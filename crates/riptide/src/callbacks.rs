use std::sync::Arc;

use crate::{buffer::Buffer, connection::TcpConnection, event_loop::EventLoop, timestamp::Timestamp};

/// Shared handle to a live connection, as handed to every user callback.
pub type TcpConnectionRef = Arc<TcpConnection>;

pub type ConnectionCallback = Arc<dyn Fn(&TcpConnectionRef) + Send + Sync>;
pub type MessageCallback = Arc<dyn Fn(&TcpConnectionRef, &mut Buffer, Timestamp) + Send + Sync>;
pub type WriteCompleteCallback = Arc<dyn Fn(&TcpConnectionRef) + Send + Sync>;
pub type HighWaterMarkCallback = Arc<dyn Fn(&TcpConnectionRef, usize) + Send + Sync>;
pub type CloseCallback = Arc<dyn Fn(&TcpConnectionRef) + Send + Sync>;
pub type ThreadInitCallback = Arc<dyn Fn(&Arc<EventLoop>) + Send + Sync>;

/// Channel-level callbacks, dispatched by the owning loop.
pub type EventCallback = Arc<dyn Fn() + Send + Sync>;
pub type ReadEventCallback = Arc<dyn Fn(Timestamp) + Send + Sync>;

pub(crate) fn default_connection_callback(conn: &TcpConnectionRef) {
    tracing::debug!(
        name = conn.name(),
        connected = conn.connected(),
        "connection state changed"
    );
}

pub(crate) fn default_message_callback(_conn: &TcpConnectionRef, buffer: &mut Buffer, _when: Timestamp) {
    buffer.retrieve_all();
}
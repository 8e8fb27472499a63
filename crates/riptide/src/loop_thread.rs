use std::{
    sync::{Arc, Condvar, Mutex},
    thread::JoinHandle,
};

use crate::{callbacks::ThreadInitCallback, event_loop::EventLoop};

/// One worker thread running one event loop.
///
/// The loop is constructed on the worker's own stack so the one-loop-per-
/// thread rule holds by construction; the spawning thread blocks on a
/// mutex+condvar handshake until the worker has published its loop handle.
pub struct LoopThread {
    handle: Option<JoinHandle<()>>,
    event_loop: Option<Arc<EventLoop>>,
}

impl LoopThread {
    /// Spawns a named worker, waits for its loop to come up, and returns.
    pub fn start(name: String, init: Option<ThreadInitCallback>) -> LoopThread {
        let slot = Arc::new((Mutex::new(None::<Arc<EventLoop>>), Condvar::new()));
        let published = slot.clone();

        let handle = std::thread::Builder::new()
            .name(name)
            .spawn(move || {
                let event_loop = EventLoop::new();
                if let Some(init) = &init {
                    init(&event_loop);
                }
                {
                    let (lock, ready) = &*published;
                    *lock.lock().unwrap() = Some(event_loop.clone());
                    ready.notify_one();
                }
                event_loop.run();
            })
            .expect("couldn't spawn a loop thread");

        let (lock, ready) = &*slot;
        let mut guard = lock.lock().unwrap();
        let event_loop = loop {
            if let Some(event_loop) = guard.as_ref() {
                break event_loop.clone();
            }
            guard = ready.wait(guard).unwrap();
        };
        drop(guard);

        LoopThread {
            handle: Some(handle),
            event_loop: Some(event_loop),
        }
    }

    pub fn event_loop(&self) -> &Arc<EventLoop> {
        self.event_loop
            .as_ref()
            .expect("loop thread has been started")
    }
}

impl Drop for LoopThread {
    fn drop(&mut self) {
        if let Some(event_loop) = self.event_loop.take() {
            event_loop.quit();
        }
        if let Some(handle) = self.handle.take() {
            let _ = handle.join();
        }
    }
}
use std::{
    collections::{HashMap, HashSet},
    io::{Read, Write},
    net::{Ipv4Addr, SocketAddr, TcpStream},
    sync::{Arc, Mutex, mpsc},
    thread::{self, ThreadId},
    time::{Duration, Instant},
};

use riptide::{EventLoop, ServerOption, TcpServer};

const SUBLOOPS: usize = 3;
const CLIENTS: usize = 9;
const ROUNDS: usize = 3;

fn wait_until(timeout: Duration, mut cond: impl FnMut() -> bool) {
    let deadline = Instant::now() + timeout;
    while !cond() {
        assert!(Instant::now() < deadline, "condition not met in time");
        thread::sleep(Duration::from_millis(5));
    }
}

#[test]
fn connections_fan_out_round_robin_and_stay_pinned() {
    let records: Arc<Mutex<Vec<(String, ThreadId)>>> = Arc::new(Mutex::new(Vec::new()));
    let init_threads: Arc<Mutex<Vec<ThreadId>>> = Arc::new(Mutex::new(Vec::new()));
    let (ready_tx, ready_rx) = mpsc::channel();

    let recorded = records.clone();
    let inits = init_threads.clone();

    let server_thread = thread::spawn(move || {
        let base_loop = EventLoop::new();
        let server = TcpServer::new(
            &base_loop,
            SocketAddr::from((Ipv4Addr::LOCALHOST, 0)),
            "fanout",
            ServerOption::NoReusePort,
        );
        server.set_thread_num(SUBLOOPS);
        server.set_thread_init_callback(move |_event_loop| {
            inits.lock().unwrap().push(thread::current().id());
        });
        server.set_message_callback(move |conn, buffer, _when| {
            buffer.retrieve_all();
            recorded
                .lock()
                .unwrap()
                .push((conn.name().to_string(), thread::current().id()));
            conn.send("ack");
        });
        server.start();
        ready_tx.send((server.local_addr(), base_loop.clone())).unwrap();
        base_loop.run();
    });

    let (addr, base_loop) = ready_rx.recv().unwrap();

    // every worker ran its init callback before start() returned
    assert_eq!(init_threads.lock().unwrap().len(), SUBLOOPS);

    let mut clients: Vec<TcpStream> = (0..CLIENTS)
        .map(|_| TcpStream::connect(addr).expect("connect"))
        .collect();

    // waiting for the ack between writes keeps the messages from coalescing
    for _ in 0..ROUNDS {
        for client in &mut clients {
            client.write_all(b"ping").expect("send");
            let mut ack = [0u8; 3];
            client.read_exact(&mut ack).expect("ack");
            assert_eq!(&ack, b"ack");
        }
    }

    wait_until(Duration::from_secs(5), || {
        records.lock().unwrap().len() == CLIENTS * ROUNDS
    });

    let records = records.lock().unwrap();
    let mut per_conn: HashMap<String, HashSet<ThreadId>> = HashMap::new();
    let mut per_thread: HashMap<ThreadId, HashSet<String>> = HashMap::new();
    for (conn_name, thread_id) in records.iter() {
        per_conn.entry(conn_name.clone()).or_default().insert(*thread_id);
        per_thread.entry(*thread_id).or_default().insert(conn_name.clone());
    }

    // each connection is pinned to exactly one subloop thread
    assert_eq!(per_conn.len(), CLIENTS);
    for (conn_name, threads) in &per_conn {
        assert_eq!(threads.len(), 1, "{conn_name} ran on multiple threads");
    }

    // round-robin spreads nine connections as three per subloop, and the
    // callbacks run on the threads the init callback saw
    let init_set: HashSet<ThreadId> = init_threads.lock().unwrap().iter().copied().collect();
    assert_eq!(per_thread.len(), SUBLOOPS);
    for (thread_id, conns) in &per_thread {
        assert!(init_set.contains(thread_id));
        assert_eq!(conns.len(), CLIENTS / SUBLOOPS);
    }

    drop(clients);
    base_loop.quit();
    server_thread.join().unwrap();
}
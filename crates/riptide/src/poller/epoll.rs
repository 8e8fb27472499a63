use std::{collections::HashMap, io, os::fd::RawFd, ptr, sync::Arc};

use tracing::{debug, error, trace};

use crate::{
    channel::{Channel, EventMask},
    poller::{INDEX_ADDED, INDEX_DELETED, INDEX_NEW, Poller},
    timestamp::Timestamp,
};

const INIT_EVENT_LIST_SIZE: usize = 16;

/// Kernel-interest-set poller backed by `epoll`.
///
/// The event scratch starts small and doubles whenever a wakeup fills it, so
/// a loop serving many hot fds converges on a buffer that drains them in one
/// call.
pub struct EpollPoller {
    epoll_fd: RawFd,
    events: Vec<libc::epoll_event>,
    channels: HashMap<RawFd, Arc<Channel>>,
}

impl EpollPoller {
    pub fn new() -> Self {
        let epoll_fd = unsafe { libc::epoll_create1(libc::EPOLL_CLOEXEC) };
        if epoll_fd < 0 {
            panic!("couldn't create the epoll instance: {}", io::Error::last_os_error());
        }
        EpollPoller {
            epoll_fd,
            events: vec![libc::epoll_event { events: 0, u64: 0 }; INIT_EVENT_LIST_SIZE],
            channels: HashMap::new(),
        }
    }

    fn control(&self, op: libc::c_int, channel: &Channel) {
        let mut event = libc::epoll_event {
            events: channel.interest().bits(),
            u64: channel.fd() as u64,
        };
        if unsafe { libc::epoll_ctl(self.epoll_fd, op, channel.fd(), &mut event) } < 0 {
            let err = io::Error::last_os_error();
            if op == libc::EPOLL_CTL_DEL {
                error!(fd = channel.fd(), %err, "epoll_ctl del failed");
            } else {
                // add/mod failures mean the interest set is out of sync with
                // reality, nothing sensible can run after that
                panic!("epoll_ctl add/mod failed for fd {}: {err}", channel.fd());
            }
        }
    }
}

impl Default for EpollPoller {
    fn default() -> Self {
        Self::new()
    }
}

impl Poller for EpollPoller {
    fn poll(&mut self, timeout_ms: i32, active_channels: &mut Vec<Arc<Channel>>) -> Timestamp {
        trace!(fds = self.channels.len(), "polling");
        let num_events = unsafe {
            libc::epoll_wait(
                self.epoll_fd,
                self.events.as_mut_ptr(),
                self.events.len() as libc::c_int,
                timeout_ms,
            )
        };
        let saved = io::Error::last_os_error();
        let now = Timestamp::now();

        if num_events > 0 {
            trace!(events = num_events, "events happened");
            for event in &self.events[..num_events as usize] {
                let fd = event.u64 as RawFd;
                if let Some(channel) = self.channels.get(&fd) {
                    channel.set_revents(EventMask::from_bits_truncate(event.events));
                    active_channels.push(channel.clone());
                }
            }
            if num_events as usize == self.events.len() {
                self.events
                    .resize(self.events.len() * 2, libc::epoll_event { events: 0, u64: 0 });
            }
        } else if num_events == 0 {
            trace!("poll timed out, nothing happened");
        } else if saved.raw_os_error() != Some(libc::EINTR) {
            error!(err = %saved, "epoll_wait failed");
        }

        now
    }

    fn update_channel(&mut self, channel: &Arc<Channel>) {
        let index = channel.index();
        trace!(fd = channel.fd(), interest = ?channel.interest(), index, "updating channel");
        if index == INDEX_NEW || index == INDEX_DELETED {
            if index == INDEX_NEW {
                self.channels.insert(channel.fd(), channel.clone());
            }
            channel.set_index(INDEX_ADDED);
            self.control(libc::EPOLL_CTL_ADD, channel);
        } else if channel.is_none_event() {
            self.control(libc::EPOLL_CTL_DEL, channel);
            channel.set_index(INDEX_DELETED);
        } else {
            self.control(libc::EPOLL_CTL_MOD, channel);
        }
    }

    fn remove_channel(&mut self, channel: &Channel) {
        let fd = channel.fd();
        debug!(fd, "removing channel");
        if self
            .channels
            .get(&fd)
            .is_some_and(|known| ptr::eq(Arc::as_ptr(known), channel))
        {
            self.channels.remove(&fd);
        }
        if channel.index() == INDEX_ADDED {
            self.control(libc::EPOLL_CTL_DEL, channel);
        }
        channel.set_index(INDEX_NEW);
    }

    fn has_channel(&self, channel: &Channel) -> bool {
        self.channels
            .get(&channel.fd())
            .is_some_and(|known| ptr::eq(Arc::as_ptr(known), channel))
    }
}

impl Drop for EpollPoller {
    fn drop(&mut self) {
        unsafe { libc::close(self.epoll_fd) };
    }
}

■ ■ ■ ■ ■

- **Task to complete**: Copy from the entries above each line in which the string "unsafe" can be found.

- **Reply to the exercise**:
        let epoll_fd = unsafe { libc::epoll_create1(libc::EPOLL_CLOEXEC) };
        if unsafe { libc::epoll_ctl(self.epoll_fd, op, channel.fd(), &mut event) } < 0 {
        let num_events = unsafe {
        unsafe { libc::close(self.epoll_fd) };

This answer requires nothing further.